LETTER
Cost-effectiveness of Prostate Cancer Screening and Treatment
David L. Hahn
15 November 1993 | Volume 119 Issue 10 | Pages 1054-1055
TO THE EDITOR:
My Swedish brother-in-law, who has lived and worked in the United States for more than two decades, observes that often Americans act first and analyze later. This tendency is manifest in aggressive recommendations for unproven yet demonstrably morbid screening programs such as those for asymptomatic prostate cancer.
Garnick [1] documents that screening for asymptomatic prostate cancer is unproven and that consensus groups in Sweden, France, Canada, and the United States, as well as the International Union Against Cancer, do not recommend it. Nevertheless, he devotes considerable space to a detailed description of unproven screening procedures recommended by the American Cancer Society and concludes that "a greater effort must be made to promote earlier diagnosis of prostate cancer".

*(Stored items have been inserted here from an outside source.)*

//! Constraint definitions and their residual-equation templates
//!
//! Each constraint kind expands into one or two equations over the
//! symbolic world coordinates of its two anchors. Equations are compiled
//! once when the constraint is created and reused for every solve.

use std::fmt;

use crate::autodiff::Equation;
use crate::expr::format_literal;
use crate::geometry::anchor_symbol;

use super::EngineError;

/// Reference to a named anchor on a named shape
#[derive(Debug, Clone, PartialEq, Eq, Hash)]
pub struct AnchorRef {
    pub shape: String,
    pub key: String,
}

impl AnchorRef {
    pub fn new(shape: impl Into<String>, key: impl Into<String>) -> Self {
        Self {
            shape: shape.into(),
            key: key.into(),
        }
    }

    /// Parse a `shape.anchor` reference. The anchor key is everything
    /// after the first dot.
    pub fn parse(text: &str) -> Option<Self> {
        let (shape, key) = text.split_once('.')?;
        if shape.is_empty() || key.is_empty() {
            return None;
        }
        Some(Self::new(shape, key))
    }
}

impl fmt::Display for AnchorRef {
    fn fmt(&self, f: &mut fmt::Formatter<'_>) -> fmt::Result {
        write!(f, "{}.{}", self.shape, self.key)
    }
}

/// The supported constraint kinds
#[derive(Debug, Clone, PartialEq)]
pub enum ConstraintKind {
    /// Both anchors at the same world position
    Coincident,
    /// Anchors a fixed Euclidean distance apart
    Distance(f64),
    /// Anchors on the same horizontal line (equal y)
    Horizontal,
    /// Anchors on the same vertical line (equal x)
    Vertical,
}

impl ConstraintKind {
    pub fn name(&self) -> &'static str {
        match self {
            ConstraintKind::Coincident => "coincident",
            ConstraintKind::Distance(_) => "distance",
            ConstraintKind::Horizontal => "horizontal",
            ConstraintKind::Vertical => "vertical",
        }
    }
}

/// The symbolic world-coordinate variable names of an anchor
pub(crate) fn coord_vars(anchor: &AnchorRef) -> (String, String) {
    let id = anchor_symbol(&anchor.shape, &anchor.key);
    (format!("x_{}", id), format!("y_{}", id))
}

/// A stored constraint between two anchors (which may belong to the same
/// shape), with its compiled residual equations
#[derive(Debug, Clone)]
pub struct Constraint {
    pub id: u64,
    pub kind: ConstraintKind,
    pub a: AnchorRef,
    pub b: AnchorRef,
    equations: Vec<Equation>,
}

impl Constraint {
    /// Formulate and compile the residual equations for a constraint.
    pub fn new(
        id: u64,
        kind: ConstraintKind,
        a: AnchorRef,
        b: AnchorRef,
    ) -> Result<Self, EngineError> {
        let (xa, ya) = coord_vars(&a);
        let (xb, yb) = coord_vars(&b);

        let texts: Vec<String> = match &kind {
            ConstraintKind::Coincident => {
                vec![format!("{} - {}", xa, xb), format!("{} - {}", ya, yb)]
            }
            ConstraintKind::Distance(dist) => {
                vec![format!(
                    "sqrt(({xa} - {xb}) ^ 2 + ({ya} - {yb}) ^ 2) - {}",
                    format_literal(*dist)
                )]
            }
            ConstraintKind::Horizontal => vec![format!("{} - {}", ya, yb)],
            ConstraintKind::Vertical => vec![format!("{} - {}", xa, xb)],
        };

        let mut equations = Vec::with_capacity(texts.len());
        for text in texts {
            let equation =
                Equation::parse(&text).map_err(|errs| EngineError::equation(&text, &errs))?;
            equations.push(equation);
        }

        Ok(Self {
            id,
            kind,
            a,
            b,
            equations,
        })
    }

    pub fn equations(&self) -> &[Equation] {
        &self.equations
    }

    /// Whether this constraint references the named shape
    pub fn references(&self, shape_name: &str) -> bool {
        self.a.shape == shape_name || self.b.shape == shape_name
    }

    /// Human-readable label for constraint lists
    pub fn label(&self) -> String {
        match &self.kind {
            ConstraintKind::Distance(dist) => {
                format!("distance {} <-> {} = {}", self.a, self.b, dist)
            }
            kind => format!("{} {} = {}", kind.name(), self.a, self.b),
        }
    }
}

It is time that American physicians recognize what physicians in the rest of the developed world already know: Advocates of screening procedures of unproven benefit but known harm would replace the traditional ethical precept of "primum non nocere" (first, do no harm) with its opposite, "primum facere" (first, do something).
1. Garnick MB. Prostate cancer: screening, diagnosis and management. Ann Intern Med. 1993; 118:804-18.